Je suis tout heureuse de cette nouvelle mais aussi très étonné, je sens un mais arriver.
- Oui c'est sur, mais d'abord je te teste, ajoute l'entraîneur.
Tiens voilà le mais que je sentais, je suis devin peu être.
- Vous contez la tester comment ?, demande mon cousin angoissé de ce que je pourrais lui faire subir.
- Dans quatre mois, il y a un test match entre l'équipe première et seconde…….
- Mais vous voulez qu'elle face quoi avant le test match ?, coupe une fois de plus Rivaul
- Laisse le parler !, ordonné-je après lui avoir fait une petite tape derrière la tête.
- Je sais le niveau actuel de l'équipe second, ils sont loin d'arriver au niveau de l'équipe première, m'explique-t-il.
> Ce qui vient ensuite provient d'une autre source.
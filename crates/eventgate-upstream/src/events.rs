//! Event retrieval delegation.

use std::time::Duration;

use async_trait::async_trait;
use reqwest::header::AUTHORIZATION;
use serde::Deserialize;

use crate::error::{Result, UpstreamError};
use crate::http;
use crate::types::{Event, EventQuery};

/// Trait for listing events.
#[async_trait]
pub trait EventSource: Send + Sync {
    /// List the events matching the query.
    ///
    /// # Errors
    ///
    /// Returns an `UpstreamError` if the collaborator refuses the query or
    /// cannot answer.
    async fn list_events(&self, query: EventQuery) -> Result<Vec<Event>>;
}

/// Accepted upstream answer shapes: a bare array or `{"events": [...]}`.
#[derive(Debug, Deserialize)]
#[serde(untagged)]
enum EventsPayload {
    Bare(Vec<Event>),
    Wrapped { events: Vec<Event> },
}

impl From<EventsPayload> for Vec<Event> {
    fn from(payload: EventsPayload) -> Self {
        match payload {
            EventsPayload::Bare(events) | EventsPayload::Wrapped { events } => events,
        }
    }
}

/// Event source that queries an events service over HTTP.
///
/// The caller's query string is appended to the configured URL verbatim and
/// the caller's `Authorization` header is forwarded.
pub struct HttpEventSource {
    url: String,
    client: reqwest::Client,
}

impl HttpEventSource {
    /// Create a new HTTP event source.
    ///
    /// # Errors
    ///
    /// Returns `UpstreamError::Internal` if the HTTP client cannot be created.
    pub fn new(url: impl Into<String>, timeout: Duration) -> Result<Self> {
        Ok(Self {
            url: url.into(),
            client: http::build_client(timeout)?,
        })
    }

    fn request_url(&self, query: &EventQuery) -> String {
        match query.raw_query() {
            Some(raw) => {
                let separator = if self.url.contains('?') { '&' } else { '?' };
                format!("{}{separator}{raw}", self.url)
            }
            None => self.url.clone(),
        }
    }
}

#[async_trait]
impl EventSource for HttpEventSource {
    async fn list_events(&self, query: EventQuery) -> Result<Vec<Event>> {
        let url = self.request_url(&query);
        tracing::debug!(url = %url, "Fetching events");

        let mut request = self.client.get(&url);
        if let Some(authorization) = query.authorization() {
            request = request.header(AUTHORIZATION, authorization);
        }

        let response = request
            .send()
            .await
            .map_err(|e| http::transport_error(&e))?;

        let payload: EventsPayload = http::read_json(response).await?;
        Ok(payload.into())
    }
}

/// Event source used when no events service is configured.
#[derive(Debug, Clone, Copy, Default)]
pub struct UnconfiguredEventSource;

#[async_trait]
impl EventSource for UnconfiguredEventSource {
    async fn list_events(&self, _query: EventQuery) -> Result<Vec<Event>> {
        Err(UpstreamError::NotConfigured("events"))
    }
}

/// A scripted event source for testing.
#[cfg(any(test, feature = "test-utils"))]
pub struct MockEventSource {
    outcome: Result<Vec<Event>>,
    queries: parking_lot::Mutex<Vec<EventQuery>>,
}

#[cfg(any(test, feature = "test-utils"))]
impl MockEventSource {
    /// An event source that always returns these events.
    #[must_use]
    pub fn with_events(events: Vec<Event>) -> Self {
        Self {
            outcome: Ok(events),
            queries: parking_lot::Mutex::new(Vec::new()),
        }
    }

    /// An event source that always fails with this error.
    #[must_use]
    pub fn failing(error: UpstreamError) -> Self {
        Self {
            outcome: Err(error),
            queries: parking_lot::Mutex::new(Vec::new()),
        }
    }

    /// Queries received so far.
    #[must_use]
    pub fn queries(&self) -> Vec<EventQuery> {
        self.queries.lock().clone()
    }
}

#[cfg(any(test, feature = "test-utils"))]
#[async_trait]
impl EventSource for MockEventSource {
    async fn list_events(&self, query: EventQuery) -> Result<Vec<Event>> {
        self.queries.lock().push(query);
        self.outcome.clone()
    }
}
Je veux voir comment tu vas faire augmenter leur niveau et surtout de combien pendant ces quatre mois. Après je verrai ce que je vais faire de toi!!
- C'est tout !, lâché-je rassurer. Je pensais que ça serait pire.
Bizarre comme réponse, je sais, mais c'est tout ce que je trouve à dire ! C'est dernier temps mon cerveau est en vacances.
- Tu es d'accord donc tu commences demain, je te présenterai à l'équipe avant l'entraînement passe dans mon bureau. À demain.
Je suis toute contente contrairement à mon cousin qui l'est beaucoup moins. Il s'inquiète pour les joueurs de l'équipe seconde.
Après le départ de l'entraîneur, au lieu de me félicité, il n'a trouvé mieux qu'à dire en boucle « les pauvres, je les plains ! » Je voulais presque le gifler à force de l'entendre mais je me suis retenu, je ramollie !
Demain va être un autre jour, pour moi comme pour les joueurs de l'équipe seconde. On va faire une séance torture, rien que pour eux. Je les plains un peu aussi. D'un côté, ils sont là pour.
Faute de pouvoir communiquer correctement avec mon père. Je me retrouve à Barcelone chez mon cousin où je vais commencer à réaliser une partie de mon rêve: je vis pour et avec le football.